Der kleine Zug von Frioul

Im Sommer, d. h. an allen Wochenenden im Juni und täglich im Juli und August, können Sie an Bord des kleinen Frioul-Zuges gehen. Der Abfahrtspunkt befindet sich am Ausgang des Gare Maritime. Die Fahrt führt Sie zum Strand Sainte-Estève, während Sie dem Audiokommentar lauschen, der Ihnen die Geschichte der Sehenswürdigkeiten der Insel Ratonneau, insbesondere des Hôpital Caroline, erzählt.

Abfahrt: Gegenüber der Anlegestelle, abhängig vom Schiffspendelverkehr.
Dauer: ca. 30 Min.

Tarif Erwachsene : 5€.
Tarif Kinder: 3€

Das Hôpital Caroline: Überbleibsel eines Quarantänelazaretts.

Entdecken Sie auf dem Frioul-Archipel einen einzigartigen Ort: ein Lazarett aus dem 19.
Der Archipel war schon immer ein Anlaufpunkt für Seefahrer aus dem Mittelmeerraum. Ob Krieger oder Abenteurer, ihr sanitäres Wissen spielte eine große Rolle beim Schutz der Stadt Phokéenne. Aus diesem Grund errichtete der Architekt Michel-Robert Penchaud Anfang des 19. Jahrhunderts auf der Insel Ratonneau das Hôpital Caroline, um Gelbfieberpatienten zu heilen. Bei der Befreiung von Marseille wurde es teilweise zerstört und lag anschließend bis 1971 brach, als es von der Stadtverwaltung aufgekauft wurde.
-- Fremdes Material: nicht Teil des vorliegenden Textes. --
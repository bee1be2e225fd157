//! Embedding provider abstraction and implementations.
//!
//! Defines the [`EmbeddingProvider`] trait and concrete implementations:
//! - **[`DisabledProvider`]**: returns errors; the retriever then degrades to
//!   zero confidence and every query falls back to web search.
//! - **[`OpenAIProvider`]**: calls the OpenAI embeddings API with batching, retry, and backoff.
//! - **[`OllamaProvider`]**: calls a local Ollama instance's `/api/embed` endpoint.
//! - **`LocalProvider`**: runs a fastembed model in-process (feature `local-embeddings`).
//!
//! Also provides the vector helpers used by the index and its SQLite storage:
//! [`squared_l2_distance`], [`vec_to_blob`], [`blob_to_vec`].
//!
//! # Retry Strategy
//!
//! The OpenAI and Ollama providers use exponential backoff for transient errors:
//! - HTTP 429 (rate limited) and 5xx (server error) → retry
//! - HTTP 4xx (client error, not 429) → fail immediately
//! - Network errors → retry
//! - Backoff: 1s, 2s, 4s, 8s, 16s, 32s (capped at 2^5)

use async_trait::async_trait;
use std::sync::Arc;
use std::time::Duration;

use crate::config::EmbeddingConfig;
use crate::error::{ConfigError, EmbeddingError};

const OPENAI_BASE_URL: &str = "https://api.openai.com/v1";
const OLLAMA_BASE_URL: &str = "http://localhost:11434";

/// Computes embedding vectors for text.
#[async_trait]
pub trait EmbeddingProvider: Send + Sync {
    /// Returns the model identifier (e.g. `"text-embedding-ada-002"`).
    fn model_name(&self) -> &str;

    /// Returns the vector dimensionality, when known ahead of time.
    fn dims(&self) -> Option<usize>;

    /// Embed a batch of texts, returning one vector per input in input order.
    async fn embed(&self, texts: &[String]) -> Result<Vec<Vec<f32>>, EmbeddingError>;
}

/// Embed a single query text.
pub async fn embed_query(
    provider: &dyn EmbeddingProvider,
    text: &str,
) -> Result<Vec<f32>, EmbeddingError> {
    provider
        .embed(&[text.to_string()])
        .await?
        .into_iter()
        .next()
        .ok_or_else(|| EmbeddingError::InvalidResponse("empty embedding response".to_string()))
}

// ============ Disabled Provider ============

/// A no-op embedding provider that always returns errors.
pub struct DisabledProvider;

#[async_trait]
impl EmbeddingProvider for DisabledProvider {
    fn model_name(&self) -> &str {
        "disabled"
    }

    fn dims(&self) -> Option<usize> {
        None
    }

    async fn embed(&self, _texts: &[String]) -> Result<Vec<Vec<f32>>, EmbeddingError> {
        Err(EmbeddingError::Disabled)
    }
}

// ============ OpenAI Provider ============

/// Embedding provider using the OpenAI API (`POST /v1/embeddings`).
///
/// Requires the `OPENAI_API_KEY` environment variable.
pub struct OpenAIProvider {
    model: String,
    dims: Option<usize>,
    api_key: String,
    base_url: String,
    batch_size: usize,
    max_retries: u32,
    client: reqwest::Client,
}

impl OpenAIProvider {
    pub fn new(config: &EmbeddingConfig) -> Result<Self, ConfigError> {
        let api_key = std::env::var("OPENAI_API_KEY").map_err(|_| {
            ConfigError::Provider("OPENAI_API_KEY environment variable not set".to_string())
        })?;
        Self::with_api_key(config, api_key)
    }

    pub fn with_api_key(config: &EmbeddingConfig, api_key: String) -> Result<Self, ConfigError> {
        let client = reqwest::Client::builder()
            .timeout(Duration::from_secs(config.timeout_secs))
            .build()
            .map_err(|e| ConfigError::Provider(format!("failed to build HTTP client: {}", e)))?;

        Ok(Self {
            model: config.model.clone(),
            dims: config.dims,
            api_key,
            base_url: config
                .url
                .clone()
                .unwrap_or_else(|| OPENAI_BASE_URL.to_string()),
            batch_size: config.batch_size,
            max_retries: config.max_retries,
            client,
        })
    }
}

#[async_trait]
impl EmbeddingProvider for OpenAIProvider {
    fn model_name(&self) -> &str {
        &self.model
    }

    fn dims(&self) -> Option<usize> {
        self.dims
    }

    async fn embed(&self, texts: &[String]) -> Result<Vec<Vec<f32>>, EmbeddingError> {
        let url = format!("{}/embeddings", self.base_url.trim_end_matches('/'));
        let mut out = Vec::with_capacity(texts.len());

        for batch in texts.chunks(self.batch_size.max(1)) {
            let body = serde_json::json!({
                "model": self.model,
                "input": batch,
            });
            let request = self
                .client
                .post(&url)
                .bearer_auth(&self.api_key)
                .json(&body);
            let json = send_with_retry(request, self.max_retries, "OpenAI").await?;
            out.extend(parse_openai_response(&json)?);
        }

        Ok(out)
    }
}

/// Extract `data[].embedding`, ordered by each item's `index` field.
fn parse_openai_response(json: &serde_json::Value) -> Result<Vec<Vec<f32>>, EmbeddingError> {
    let data = json
        .get("data")
        .and_then(|d| d.as_array())
        .ok_or_else(|| EmbeddingError::InvalidResponse("missing data array".to_string()))?;

    let mut indexed = Vec::with_capacity(data.len());
    for (position, item) in data.iter().enumerate() {
        let index = item
            .get("index")
            .and_then(|i| i.as_u64())
            .map(|i| i as usize)
            .unwrap_or(position);
        let embedding = item
            .get("embedding")
            .and_then(|e| e.as_array())
            .ok_or_else(|| EmbeddingError::InvalidResponse("missing embedding".to_string()))?;
        indexed.push((index, json_to_vec(embedding)));
    }
    indexed.sort_by_key(|(i, _)| *i);

    Ok(indexed.into_iter().map(|(_, v)| v).collect())
}

// ============ Ollama Provider ============

/// Embedding provider using a local Ollama instance (`POST /api/embed`).
pub struct OllamaProvider {
    model: String,
    dims: Option<usize>,
    url: String,
    batch_size: usize,
    max_retries: u32,
    client: reqwest::Client,
}

impl OllamaProvider {
    pub fn new(config: &EmbeddingConfig) -> Result<Self, ConfigError> {
        let client = reqwest::Client::builder()
            .timeout(Duration::from_secs(config.timeout_secs))
            .build()
            .map_err(|e| ConfigError::Provider(format!("failed to build HTTP client: {}", e)))?;

        Ok(Self {
            model: config.model.clone(),
            dims: config.dims,
            url: config
                .url
                .clone()
                .unwrap_or_else(|| OLLAMA_BASE_URL.to_string()),
            batch_size: config.batch_size,
            max_retries: config.max_retries,
            client,
        })
    }
}

#[async_trait]
impl EmbeddingProvider for OllamaProvider {
    fn model_name(&self) -> &str {
        &self.model
    }

    fn dims(&self) -> Option<usize> {
        self.dims
    }

    async fn embed(&self, texts: &[String]) -> Result<Vec<Vec<f32>>, EmbeddingError> {
        let url = format!("{}/api/embed", self.url.trim_end_matches('/'));
        let mut out = Vec::with_capacity(texts.len());

        for batch in texts.chunks(self.batch_size.max(1)) {
            let body = serde_json::json!({
                "model": self.model,
                "input": batch,
            });
            let request = self.client.post(&url).json(&body);
            let json = send_with_retry(request, self.max_retries, "Ollama").await?;
            out.extend(parse_ollama_response(&json)?);
        }

        Ok(out)
    }
}

fn parse_ollama_response(json: &serde_json::Value) -> Result<Vec<Vec<f32>>, EmbeddingError> {
    let embeddings = json
        .get("embeddings")
        .and_then(|e| e.as_array())
        .ok_or_else(|| EmbeddingError::InvalidResponse("missing embeddings array".to_string()))?;

    embeddings
        .iter()
        .map(|embedding| {
            embedding
                .as_array()
                .map(|values| json_to_vec(values))
                .ok_or_else(|| {
                    EmbeddingError::InvalidResponse("embedding is not an array".to_string())
                })
        })
        .collect()
}

// ============ Local Provider (fastembed) ============

/// Runs a fastembed model in-process. The model is downloaded from Hugging
/// Face on first use and cached; embedding then runs offline.
#[cfg(feature = "local-embeddings")]
pub struct LocalProvider {
    model_name: String,
    dims: usize,
    batch_size: usize,
    model: Arc<std::sync::Mutex<fastembed::TextEmbedding>>,
}

#[cfg(feature = "local-embeddings")]
impl LocalProvider {
    pub fn new(config: &EmbeddingConfig) -> Result<Self, ConfigError> {
        let (fastembed_model, default_dims) = config_to_fastembed_model(&config.model)?;
        let model = fastembed::TextEmbedding::try_new(
            fastembed::InitOptions::new(fastembed_model).with_show_download_progress(true),
        )
        .map_err(|e| {
            ConfigError::Provider(format!("failed to initialize local embedding model: {}", e))
        })?;

        Ok(Self {
            model_name: config.model.clone(),
            dims: config.dims.unwrap_or(default_dims),
            batch_size: config.batch_size,
            model: Arc::new(std::sync::Mutex::new(model)),
        })
    }
}

#[cfg(feature = "local-embeddings")]
fn config_to_fastembed_model(name: &str) -> Result<(fastembed::EmbeddingModel, usize), ConfigError> {
    match name {
        "all-minilm-l6-v2" => Ok((fastembed::EmbeddingModel::AllMiniLML6V2, 384)),
        "bge-small-en-v1.5" => Ok((fastembed::EmbeddingModel::BGESmallENV15, 384)),
        "bge-base-en-v1.5" => Ok((fastembed::EmbeddingModel::BGEBaseENV15, 768)),
        "bge-large-en-v1.5" => Ok((fastembed::EmbeddingModel::BGELargeENV15, 1024)),
        "nomic-embed-text-v1.5" => Ok((fastembed::EmbeddingModel::NomicEmbedTextV15, 768)),
        other => Err(ConfigError::Provider(format!(
            "Unknown local embedding model: '{}'. Supported models: \
             all-minilm-l6-v2, bge-small-en-v1.5, bge-base-en-v1.5, bge-large-en-v1.5, \
             nomic-embed-text-v1.5",
            other
        ))),
    }
}

#[cfg(feature = "local-embeddings")]
#[async_trait]
impl EmbeddingProvider for LocalProvider {
    fn model_name(&self) -> &str {
        &self.model_name
    }

    fn dims(&self) -> Option<usize> {
        Some(self.dims)
    }

    async fn embed(&self, texts: &[String]) -> Result<Vec<Vec<f32>>, EmbeddingError> {
        let model = self.model.clone();
        let texts = texts.to_vec();
        let batch_size = self.batch_size;

        tokio::task::spawn_blocking(move || {
            let mut model = model
                .lock()
                .map_err(|_| EmbeddingError::Local("embedding model lock poisoned".to_string()))?;
            model
                .embed(texts, Some(batch_size))
                .map_err(|e| EmbeddingError::Local(e.to_string()))
        })
        .await
        .map_err(|e| EmbeddingError::Local(e.to_string()))?
    }
}

// ============ Shared HTTP plumbing ============

/// Send a JSON request, retrying 429/5xx/network failures with backoff.
async fn send_with_retry(
    request: reqwest::RequestBuilder,
    max_retries: u32,
    label: &str,
) -> Result<serde_json::Value, EmbeddingError> {
    let mut last_err = None;

    for attempt in 0..=max_retries {
        if attempt > 0 {
            let delay = Duration::from_secs(1 << (attempt - 1).min(5));
            tokio::time::sleep(delay).await;
        }

        let Some(attempt_request) = request.try_clone() else {
            return Err(EmbeddingError::Misconfigured(format!(
                "{} request body cannot be retried",
                label
            )));
        };

        match attempt_request.send().await {
            Ok(response) => {
                let status = response.status();

                if status.is_success() {
                    return Ok(response.json().await?);
                }

                let body = response.text().await.unwrap_or_default();
                let err = EmbeddingError::Api {
                    status: status.as_u16(),
                    body,
                };
                if status.as_u16() == 429 || status.is_server_error() {
                    last_err = Some(err);
                    continue;
                }
                return Err(err);
            }
            Err(e) => {
                last_err = Some(EmbeddingError::Request(e));
                continue;
            }
        }
    }

    Err(last_err.unwrap_or_else(|| {
        EmbeddingError::InvalidResponse(format!("{} embedding failed after retries", label))
    }))
}

fn json_to_vec(values: &[serde_json::Value]) -> Vec<f32> {
    values
        .iter()
        .map(|v| v.as_f64().unwrap_or(0.0) as f32)
        .collect()
}

/// Create the [`EmbeddingProvider`] named by `config.provider`.
///
/// | Config Value | Provider |
/// |-------------|----------|
/// | `"disabled"` | [`DisabledProvider`] |
/// | `"openai"` | [`OpenAIProvider`] |
/// | `"ollama"` | [`OllamaProvider`] |
/// | `"local"` | `LocalProvider` (feature `local-embeddings`) |
pub fn create_provider(config: &EmbeddingConfig) -> Result<Arc<dyn EmbeddingProvider>, ConfigError> {
    match config.provider.as_str() {
        "disabled" => Ok(Arc::new(DisabledProvider)),
        "openai" => Ok(Arc::new(OpenAIProvider::new(config)?)),
        "ollama" => Ok(Arc::new(OllamaProvider::new(config)?)),
        #[cfg(feature = "local-embeddings")]
        "local" => Ok(Arc::new(LocalProvider::new(config)?)),
        #[cfg(not(feature = "local-embeddings"))]
        "local" => Err(ConfigError::Provider(
            "Local embedding provider requires --features local-embeddings".to_string(),
        )),
        other => Err(ConfigError::Provider(format!(
            "Unknown embedding provider: {}",
            other
        ))),
    }
}

/// Encode a float vector as little-endian f32 bytes for BLOB storage.
pub fn vec_to_blob(vec: &[f32]) -> Vec<u8> {
    let mut bytes = Vec::with_capacity(vec.len() * 4);
    for &v in vec {
        bytes.extend_from_slice(&v.to_le_bytes());
    }
    bytes
}

/// Decode a BLOB produced by [`vec_to_blob`].
pub fn blob_to_vec(blob: &[u8]) -> Vec<f32> {
    blob.chunks_exact(4)
        .map(|chunk| f32::from_le_bytes([chunk[0], chunk[1], chunk[2], chunk[3]]))
        .collect()
}

/// Squared Euclidean distance `Σ (aᵢ − bᵢ)²`, accumulated in `f64`.
///
/// For unit-length embeddings this equals `2 − 2·cos(a, b)`. Mismatched
/// lengths compare only the shared prefix; callers check dimensions first.
pub fn squared_l2_distance(a: &[f32], b: &[f32]) -> f64 {
    a.iter()
        .zip(b.iter())
        .map(|(x, y)| {
            let d = *x as f64 - *y as f64;
            d * d
        })
        .sum()
}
Das Hôpital Caroline ist für die Öffentlichkeit geschlossen und kann nicht besichtigt werden.

Essen im Friaul

Sie haben zwei Möglichkeiten: Sie können Ihr Picknick mitnehmen oder sich in einem der Restaurants entlang des Hafenkais auf der Insel Ratonneau niederlassen.

Praktische Informationen

Wie gelangt man zu den Inseln Château d’If und Frioul?
Die Schiffspendel verkehren 7 Tage die Woche zum Frioul-Archipel.
Achtung: Das Château d’If ist montags geschlossen.
Die Abfahrten erfolgen vom Vieux-Port aus. Die Abfahrten zum Château d’If sind regelmäßig, hängen aber auch vom Wetter ab.

Zu wissen:
Die Mülltrennung ist unerlässlich. Es ist eine einfache und schnelle Geste. Bitte halten Sie sich an die Anweisungen.